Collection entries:
>>>>>
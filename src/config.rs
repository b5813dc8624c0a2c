use figment::{
    Figment,
    providers::{Env, Serialized},
};
use serde::{Deserialize, Serialize};
use std::net::SocketAddr;
use std::path::PathBuf;

pub const DEFAULT_DATABASE_URL: &str = "sqlite://daily_tracker.db?mode=rwc";
pub const DEFAULT_SECRET_KEY: &str = "your-secret-key-change-this-in-production";
pub const DEFAULT_PASSWORD_SALT: &str = "daily_tracker_salt";
/// Upper bound accepted for `TOKEN_TTL_DAYS`.
pub const MAX_TOKEN_TTL_DAYS: i64 = 3650;

/// Environment keys read by [`Config::load`]. Matching is case-insensitive.
const ENV_KEYS: &[&str] = &[
    "database_url",
    "secret_key",
    "password_salt",
    "port",
    "host",
    "static_dir",
    "loglevel",
    "token_ttl_days",
];

#[derive(Debug, Clone, Serialize, Deserialize, PartialEq)]
pub struct Config {
    pub database_url: String,
    pub secret_key: String,
    pub password_salt: String,
    pub host: String,
    pub port: u16,
    pub static_dir: PathBuf,
    pub loglevel: String,
    pub token_ttl_days: i64,
}

impl Default for Config {
    fn default() -> Self {
        Self {
            database_url: DEFAULT_DATABASE_URL.to_string(),
            secret_key: DEFAULT_SECRET_KEY.to_string(),
            password_salt: DEFAULT_PASSWORD_SALT.to_string(),
            host: "0.0.0.0".to_string(),
            port: 8000,
            static_dir: PathBuf::from("static"),
            loglevel: "info".to_string(),
            token_ttl_days: 30,
        }
    }
}

impl Config {
    /// Defaults overlaid with process environment variables.
    /// Call `dotenvy::dotenv()` first if a `.env` file should take part.
    pub fn load() -> Result<Self, figment::Error> {
        let cfg: Self = Self::figment().extract()?;
        cfg.check_ranges()?;
        Ok(cfg)
    }

    fn check_ranges(&self) -> Result<(), figment::Error> {
        if !(1..=MAX_TOKEN_TTL_DAYS).contains(&self.token_ttl_days) {
            return Err(figment::Error::from(format!(
                "token_ttl_days must be between 1 and {MAX_TOKEN_TTL_DAYS}, got {}",
                self.token_ttl_days
            )));
        }
        Ok(())
    }

    pub fn figment() -> Figment {
        Figment::from(Serialized::defaults(Config::default())).merge(Env::raw().only(ENV_KEYS))
    }

    pub fn listen_addr(&self) -> Result<SocketAddr, std::net::AddrParseError> {
        format!("{}:{}", self.host, self.port).parse()
    }

    pub fn uses_default_secret(&self) -> bool {
        self.secret_key == DEFAULT_SECRET_KEY
    }

    pub fn uses_default_salt(&self) -> bool {
        self.password_salt == DEFAULT_PASSWORD_SALT
    }

    /// Database URL with any password replaced, safe for logs.
    pub fn redacted_database_url(&self) -> String {
        match url::Url::parse(&self.database_url) {
            Ok(mut parsed) if parsed.password().is_some() => {
                let _ = parsed.set_password(Some("***"));
                parsed.to_string()
            }
            _ => self.database_url.clone(),
        }
    }
}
<<<<<
● WHAT TO WORK ON
Using the entries above, find all lines with "Serialized". Copy them.

● RESPONSE
    providers::{Env, Serialized},
        Figment::from(Serialized::defaults(Config::default())).merge(Env::raw().only(ENV_KEYS))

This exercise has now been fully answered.